[Collected data entries]
______________________________

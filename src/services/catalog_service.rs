//! Catalog service - read access to cities and catalog administration
//!
//! Random selection here is advisory only: it reserves nothing, and the
//! allocation service re-checks eligibility inside the claim transaction.

use std::path::Path;
use std::sync::Arc;

use rand::seq::SliceRandom;
use rand::Rng;
use serde::{Deserialize, Serialize};
use tracing::{debug, info};

use crate::clock::{to_db_timestamp, Clock};
use crate::db::{cities, BulkResult, City, NewCity, TerritoryDb};
use crate::error::{CountryAvailability, TerritoryError};

/// Outcome of a random pick in one country
#[derive(Debug, Clone, Serialize)]
#[serde(tag = "status", rename_all = "snake_case")]
pub enum EligiblePick {
    Found { city: City },
    /// Nothing eligible; other countries ranked by eligible count
    Unavailable { alternatives: Vec<CountryAvailability> },
}

/// On-disk catalog layout (`[[city]]` tables in TOML)
#[derive(Debug, Deserialize)]
struct CatalogFile {
    #[serde(rename = "city", default)]
    cities: Vec<NewCity>,
}

pub struct CatalogService {
    db: Arc<TerritoryDb>,
    clock: Arc<dyn Clock>,
}

impl CatalogService {
    pub fn new(db: Arc<TerritoryDb>, clock: Arc<dyn Clock>) -> Self {
        Self { db, clock }
    }

    // =========================================================================
    // Read Operations
    // =========================================================================

    pub fn get(&self, city_id: &str) -> Result<City, TerritoryError> {
        self.db
            .with_conn(|conn| cities::get_city(conn, city_id))?
            .ok_or_else(|| TerritoryError::CityNotFound(city_id.to_string()))
    }

    pub fn list(&self, country_code: Option<&str>) -> Result<Vec<City>, TerritoryError> {
        let country = country_code.map(normalize_country);
        self.db.with_conn(|conn| cities::list_cities(conn, country.as_deref()))
    }

    /// Unreserved, unowned cities in a country
    pub fn list_eligible(&self, country_code: &str) -> Result<Vec<City>, TerritoryError> {
        let country = normalize_country(country_code);
        self.db.with_conn(|conn| cities::list_eligible(conn, &country))
    }

    /// Countries with eligible cities, most available first
    pub fn country_availability(&self) -> Result<Vec<CountryAvailability>, TerritoryError> {
        self.db.with_conn(cities::country_availability)
    }

    /// Pick an eligible city uniformly at random
    pub fn pick_random_eligible(&self, country_code: &str) -> Result<EligiblePick, TerritoryError> {
        self.pick_random_eligible_with(country_code, &mut rand::thread_rng())
    }

    pub fn pick_random_eligible_with<R: Rng + ?Sized>(
        &self,
        country_code: &str,
        rng: &mut R,
    ) -> Result<EligiblePick, TerritoryError> {
        let country = normalize_country(country_code);
        let eligible = self.list_eligible(&country)?;

        match eligible.choose(rng) {
            Some(city) => {
                debug!(country_code = %country, city_id = %city.id, pool = eligible.len(), "Picked eligible city");
                Ok(EligiblePick::Found { city: city.clone() })
            }
            None => {
                let alternatives = self
                    .country_availability()?
                    .into_iter()
                    .filter(|c| c.country_code != country)
                    .collect();
                debug!(country_code = %country, "No eligible city");
                Ok(EligiblePick::Unavailable { alternatives })
            }
        }
    }

    // =========================================================================
    // Catalog Administration
    // =========================================================================

    /// Load catalog entries, skipping ids already present
    pub fn seed(&self, items: Vec<NewCity>) -> Result<BulkResult, TerritoryError> {
        let at = to_db_timestamp(self.clock.now());
        let result = self.db.with_conn_mut(|conn| cities::insert_cities(conn, items, &at))?;
        info!(
            inserted = result.inserted,
            skipped = result.skipped,
            errors = result.errors.len(),
            "Catalog seeded"
        );
        Ok(result)
    }

    /// Seed from a `.toml` (`[[city]]` tables) or `.json` (array) file
    pub fn seed_from_file(&self, path: &Path) -> Result<BulkResult, TerritoryError> {
        let items = load_catalog_file(path)?;
        self.seed(items)
    }

    /// Change the reserved flag. An existing owner keeps the city.
    pub fn set_reserved(&self, city_id: &str, reserved: bool) -> Result<City, TerritoryError> {
        let updated = self
            .db
            .with_conn_mut(|conn| cities::set_reserved(conn, city_id, reserved))?;
        if !updated {
            return Err(TerritoryError::CityNotFound(city_id.to_string()));
        }
        info!(city_id, reserved, "City reserved flag changed");
        self.get(city_id)
    }
}

/// Parse a catalog file by extension
pub fn load_catalog_file(path: &Path) -> Result<Vec<NewCity>, TerritoryError> {
    let content = std::fs::read_to_string(path)?;
    let extension = path.extension().and_then(|e| e.to_str()).unwrap_or_default();

    match extension {
        "json" => Ok(serde_json::from_str(&content)?),
        "toml" => {
            let file: CatalogFile = toml::from_str(&content)
                .map_err(|e| TerritoryError::InvalidInput(format!("Invalid catalog TOML: {}", e)))?;
            Ok(file.cities)
        }
        other => Err(TerritoryError::InvalidInput(format!(
            "Unsupported catalog format '{}' (expected .toml or .json)",
            other
        ))),
    }
}

pub(crate) fn normalize_country(country_code: &str) -> String {
    country_code.trim().to_uppercase()
}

______________________________

ACTIVITY:
The full set of entries above has to be restated exactly.

ANSWER BOX:
filename src/services/catalog_service.rs
//! Catalog service - read access to cities and catalog administration
//!
//! Random selection here is advisory only: it reserves nothing, and the
//! allocation service re-checks eligibility inside the claim transaction.

use std::path::Path;
use std::sync::Arc;

use rand::seq::SliceRandom;
use rand::Rng;
use serde::{Deserialize, Serialize};
use tracing::{debug, info};

use crate::clock::{to_db_timestamp, Clock};
use crate::db::{cities, BulkResult, City, NewCity, TerritoryDb};
use crate::error::{CountryAvailability, TerritoryError};

/// Outcome of a random pick in one country
#[derive(Debug, Clone, Serialize)]
#[serde(tag = "status", rename_all = "snake_case")]
pub enum EligiblePick {
    Found { city: City },
    /// Nothing eligible; other countries ranked by eligible count
    Unavailable { alternatives: Vec<CountryAvailability> },
}

/// On-disk catalog layout (`[[city]]` tables in TOML)
#[derive(Debug, Deserialize)]
struct CatalogFile {
    #[serde(rename = "city", default)]
    cities: Vec<NewCity>,
}

pub struct CatalogService {
    db: Arc<TerritoryDb>,
    clock: Arc<dyn Clock>,
}

impl CatalogService {
    pub fn new(db: Arc<TerritoryDb>, clock: Arc<dyn Clock>) -> Self {
        Self { db, clock }
    }

    // =========================================================================
    // Read Operations
    // =========================================================================

    pub fn get(&self, city_id: &str) -> Result<City, TerritoryError> {
        self.db
            .with_conn(|conn| cities::get_city(conn, city_id))?
            .ok_or_else(|| TerritoryError::CityNotFound(city_id.to_string()))
    }

    pub fn list(&self, country_code: Option<&str>) -> Result<Vec<City>, TerritoryError> {
        let country = country_code.map(normalize_country);
        self.db.with_conn(|conn| cities::list_cities(conn, country.as_deref()))
    }

    /// Unreserved, unowned cities in a country
    pub fn list_eligible(&self, country_code: &str) -> Result<Vec<City>, TerritoryError> {
        let country = normalize_country(country_code);
        self.db.with_conn(|conn| cities::list_eligible(conn, &country))
    }

    /// Countries with eligible cities, most available first
    pub fn country_availability(&self) -> Result<Vec<CountryAvailability>, TerritoryError> {
        self.db.with_conn(cities::country_availability)
    }

    /// Pick an eligible city uniformly at random
    pub fn pick_random_eligible(&self, country_code: &str) -> Result<EligiblePick, TerritoryError> {
        self.pick_random_eligible_with(country_code, &mut rand::thread_rng())
    }

    pub fn pick_random_eligible_with<R: Rng + ?Sized>(
        &self,
        country_code: &str,
        rng: &mut R,
    ) -> Result<EligiblePick, TerritoryError> {
        let country = normalize_country(country_code);
        let eligible = self.list_eligible(&country)?;

        match eligible.choose(rng) {
            Some(city) => {
                debug!(country_code = %country, city_id = %city.id, pool = eligible.len(), "Picked eligible city");
                Ok(EligiblePick::Found { city: city.clone() })
            }
            None => {
                let alternatives = self
                    .country_availability()?
                    .into_iter()
                    .filter(|c| c.country_code != country)
                    .collect();
                debug!(country_code = %country, "No eligible city");
                Ok(EligiblePick::Unavailable { alternatives })
            }
        }
    }

    // =========================================================================
    // Catalog Administration
    // =========================================================================

    /// Load catalog entries, skipping ids already present
    pub fn seed(&self, items: Vec<NewCity>) -> Result<BulkResult, TerritoryError> {
        let at = to_db_timestamp(self.clock.now());
        let result = self.db.with_conn_mut(|conn| cities::insert_cities(conn, items, &at))?;
        info!(
            inserted = result.inserted,
            skipped = result.skipped,
            errors = result.errors.len(),
            "Catalog seeded"
        );
        Ok(result)
    }

    /// Seed from a `.toml` (`[[city]]` tables) or `.json` (array) file
    pub fn seed_from_file(&self, path: &Path) -> Result<BulkResult, TerritoryError> {
        let items = load_catalog_file(path)?;
        self.seed(items)
    }

    /// Change the reserved flag. An existing owner keeps the city.
    pub fn set_reserved(&self, city_id: &str, reserved: bool) -> Result<City, TerritoryError> {
        let updated = self
            .db
            .with_conn_mut(|conn| cities::set_reserved(conn, city_id, reserved))?;
        if !updated {
            return Err(TerritoryError::CityNotFound(city_id.to_string()));
        }
        info!(city_id, reserved, "City reserved flag changed");
        self.get(city_id)
    }
}

/// Parse a catalog file by extension
pub fn load_catalog_file(path: &Path) -> Result<Vec<NewCity>, TerritoryError> {
    let content = std::fs::read_to_string(path)?;
    let extension = path.extension().and_then(|e| e.to_str()).unwrap_or_default();

    match extension {
        "json" => Ok(serde_json::from_str(&content)?),
        "toml" => {
            let file: CatalogFile = toml::from_str(&content)
                .map_err(|e| TerritoryError::InvalidInput(format!("Invalid catalog TOML: {}", e)))?;
            Ok(file.cities)
        }
        other => Err(TerritoryError::InvalidInput(format!(
            "Unsupported catalog format '{}' (expected .toml or .json)",
            other
        ))),
    }
}

pub(crate) fn normalize_country(country_code: &str) -> String {
    country_code.trim().to_uppercase()
}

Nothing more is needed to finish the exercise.